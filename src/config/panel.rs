//! Panel behaviour and export location

use serde::Deserialize;
use std::path::PathBuf;

// ─────────────────────────────────────────────────────────────────────────────
// Panel
// ─────────────────────────────────────────────────────────────────────────────

#[derive(Debug, Clone, PartialEq, Eq)]
pub struct PanelConfig {
    /// Quiet period before a search keystroke filters the table
    pub search_debounce_ms: u64,

    /// Refuse to send `createBlip` for drafts that fail validation
    pub validate_before_submit: bool,

    /// Submit `hideUi: false` as `null`, the way existing host resources
    /// expect. Off submits every flag as its actual value.
    pub host_compatible_flags: bool,

    /// Host calls that may queue before new ones are dropped
    pub host_call_buffer: usize,
}

impl Default for PanelConfig {
    fn default() -> Self {
        Self {
            search_debounce_ms: 500,
            validate_before_submit: true,
            host_compatible_flags: true,
            host_call_buffer: 256,
        }
    }
}

#[derive(Debug, Deserialize, Default)]
pub struct FilePanel {
    pub search_debounce_ms: Option<u64>,
    pub validate_before_submit: Option<bool>,
    pub host_compatible_flags: Option<bool>,
    pub host_call_buffer: Option<usize>,
}

impl PanelConfig {
    pub fn from_file(file: Option<FilePanel>) -> Self {
        let file = file.unwrap_or_default();
        let defaults = Self::default();

        Self {
            search_debounce_ms: file.search_debounce_ms.unwrap_or(defaults.search_debounce_ms),
            validate_before_submit: file
                .validate_before_submit
                .unwrap_or(defaults.validate_before_submit),
            host_compatible_flags: file
                .host_compatible_flags
                .unwrap_or(defaults.host_compatible_flags),
            host_call_buffer: file
                .host_call_buffer
                .filter(|n| *n > 0)
                .unwrap_or(defaults.host_call_buffer),
        }
    }
}

// ─────────────────────────────────────────────────────────────────────────────
// Export
// ─────────────────────────────────────────────────────────────────────────────

#[derive(Debug, Clone, PartialEq, Eq)]
pub struct ExportConfig {
    /// Where `exportData` payloads are saved
    pub dir: PathBuf,
}

impl Default for ExportConfig {
    fn default() -> Self {
        Self {
            dir: PathBuf::from("./exports"),
        }
    }
}

#[derive(Debug, Deserialize, Default)]
pub struct FileExport {
    pub dir: Option<String>,
}

impl ExportConfig {
    pub fn from_file(file: Option<FileExport>) -> Self {
        let file = file.unwrap_or_default();
        Self {
            dir: file.dir.map(PathBuf::from).unwrap_or_else(|| Self::default().dir),
        }
    }
}
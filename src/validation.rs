//! Stateless draft validation
//!
//! Consulted by the panel before a draft is submitted. Each rule looks at
//! one field and reports every problem it finds instead of stopping at the
//! first one, so the operator sees the whole list at once.

use crate::blips::DraftRecord;
use serde_json::Number;
use std::fmt;

/// Longest name the host's database column accepts
pub const MAX_NAME_LEN: usize = 50;

const SPRITE_RANGE: std::ops::RangeInclusive<f64> = 0.0..=1000.0;
const COLOR_RANGE: std::ops::RangeInclusive<f64> = 0.0..=255.0;
const ALPHA_RANGE: std::ops::RangeInclusive<i64> = 0..=255;
/// Matches the scale slider in the settings form
const SCALE_RANGE: std::ops::RangeInclusive<f64> = 0.0..=10.0;

/// A single failed rule
#[derive(Debug, Clone, PartialEq, Eq)]
pub struct ValidationError {
    pub field: &'static str,
    pub message: String,
}

impl ValidationError {
    fn new(field: &'static str, message: impl Into<String>) -> Self {
        Self {
            field,
            message: message.into(),
        }
    }
}

impl fmt::Display for ValidationError {
    fn fmt(&self, f: &mut fmt::Formatter<'_>) -> fmt::Result {
        write!(f, "{}: {}", self.field, self.message)
    }
}

pub fn validate_name(name: Option<&str>) -> Option<ValidationError> {
    let Some(name) = name else {
        return Some(ValidationError::new("name", "Blip name is required"));
    };
    let trimmed = name.trim();
    if trimmed.is_empty() {
        Some(ValidationError::new("name", "Blip name cannot be empty"))
    } else if trimmed.chars().count() > MAX_NAME_LEN {
        Some(ValidationError::new(
            "name",
            format!("Blip name cannot exceed {} characters", MAX_NAME_LEN),
        ))
    } else {
        None
    }
}

fn validate_int_range(
    field: &'static str,
    label: &str,
    value: Option<i64>,
    range: &std::ops::RangeInclusive<i64>,
) -> Option<ValidationError> {
    match value {
        None => Some(ValidationError::new(field, format!("{} is required", label))),
        Some(v) if !range.contains(&v) => Some(ValidationError::new(
            field,
            format!(
                "{} must be between {} and {}",
                label,
                range.start(),
                range.end()
            ),
        )),
        Some(_) => None,
    }
}

fn validate_number_range(
    field: &'static str,
    label: &str,
    value: Option<&Number>,
    range: &std::ops::RangeInclusive<f64>,
) -> Option<ValidationError> {
    let value = match value {
        None => return Some(ValidationError::new(field, format!("{} is required", label))),
        Some(n) => n.as_f64(),
    };
    match value {
        Some(v) if range.contains(&v) => None,
        _ => Some(ValidationError::new(
            field,
            format!(
                "{} must be between {} and {}",
                label,
                range.start(),
                range.end()
            ),
        )),
    }
}

pub fn validate_scale(scale: Option<f64>) -> Option<ValidationError> {
    match scale {
        None => Some(ValidationError::new("scale", "Scale is required")),
        Some(s) if !s.is_finite() || !SCALE_RANGE.contains(&s) => Some(ValidationError::new(
            "scale",
            format!(
                "Scale must be between {} and {}",
                SCALE_RANGE.start(),
                SCALE_RANGE.end()
            ),
        )),
        Some(_) => None,
    }
}

/// An unset timer means "host default"; a negative one is never valid
pub fn validate_flash_interval(ms: Option<&Number>) -> Option<ValidationError> {
    match ms.and_then(Number::as_f64) {
        Some(ms) if ms < 0.0 => Some(ValidationError::new(
            "ftimer",
            "Flash timer cannot be negative",
        )),
        _ => None,
    }
}

/// Run every rule against a draft; an empty list means it can be submitted
pub fn validate_draft(draft: &DraftRecord) -> Vec<ValidationError> {
    [
        validate_name(draft.name.as_deref()),
        validate_flash_interval(draft.flash_interval_ms.as_ref()),
        validate_number_range("Sprite", "Sprite", draft.sprite_id.as_ref(), &SPRITE_RANGE),
        validate_number_range("sColor", "Color", draft.color_id.as_ref(), &COLOR_RANGE),
        validate_int_range("alpha", "Alpha", draft.opacity, &ALPHA_RANGE),
        validate_scale(draft.scale),
    ]
    .into_iter()
    .flatten()
    .collect()
}

#[cfg(test)]
mod tests {
    use super::*;

    fn named(name: &str) -> DraftRecord {
        let mut draft = DraftRecord::blank();
        draft.name = Some(name.to_string());
        draft
    }

    #[test]
    fn test_named_blank_draft_is_valid() {
        assert!(validate_draft(&named("Bank")).is_empty());
    }

    #[test]
    fn test_blank_draft_needs_a_name() {
        let errors = validate_draft(&DraftRecord::blank());
        assert_eq!(errors.len(), 1);
        assert_eq!(errors[0].field, "name");
    }

    #[test]
    fn test_name_rules() {
        assert!(validate_name(None).is_some());
        assert!(validate_name(Some("   ")).is_some());
        assert!(validate_name(Some(&"x".repeat(MAX_NAME_LEN))).is_none());
        assert!(validate_name(Some(&"x".repeat(MAX_NAME_LEN + 1))).is_some());
        // Surrounding whitespace does not count toward the limit
        assert!(validate_name(Some(&format!("  {}  ", "x".repeat(MAX_NAME_LEN)))).is_none());
    }

    #[test]
    fn test_reports_every_failing_field() {
        let mut draft = named("Bank");
        draft.sprite_id = Some(Number::from(1001));
        draft.color_id = None;
        draft.opacity = Some(-1);
        draft.scale = Some(12.0);
        draft.flash_interval_ms = Some(Number::from(-5));

        let fields: Vec<_> = validate_draft(&draft).iter().map(|e| e.field).collect();
        assert_eq!(fields, vec!["ftimer", "Sprite", "sColor", "alpha", "scale"]);
    }

    #[test]
    fn test_fractional_sprite_in_range_is_accepted() {
        let mut draft = named("Bank");
        draft.sprite_id = Number::from_f64(60.5);
        assert!(validate_draft(&draft).is_empty());

        let over = Number::from_f64(1000.5);
        let error =
            validate_number_range("Sprite", "Sprite", over.as_ref(), &SPRITE_RANGE).unwrap();
        assert_eq!(error.message, "Sprite must be between 0 and 1000");
    }

    #[test]
    fn test_scale_rejects_nan() {
        assert!(validate_scale(Some(f64::NAN)).is_some());
        assert!(validate_scale(Some(0.0)).is_none());
        assert!(validate_scale(Some(10.0)).is_none());
    }

    #[test]
    fn test_display_includes_field() {
        let error = validate_name(None).unwrap();
        assert_eq!(error.to_string(), "name: Blip name is required");
    }
}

-------------------------

WHAT YOU ARE ASKED TO DO: Would you print exactly, and only, the lines of the data above from the line with "draft.scale = Some(12.0);" through the line with "draft.sprite_id = Number::from_f64(60.5);", inclusive?

TASK RESULT:
        draft.scale = Some(12.0);
        draft.flash_interval_ms = Some(Number::from(-5));

        let fields: Vec<_> = validate_draft(&draft).iter().map(|e| e.field).collect();
        assert_eq!(fields, vec!["ftimer", "Sprite", "sColor", "alpha", "scale"]);
    }

    #[test]
    fn test_fractional_sprite_in_range_is_accepted() {
        let mut draft = named("Bank");
        draft.sprite_id = Number::from_f64(60.5);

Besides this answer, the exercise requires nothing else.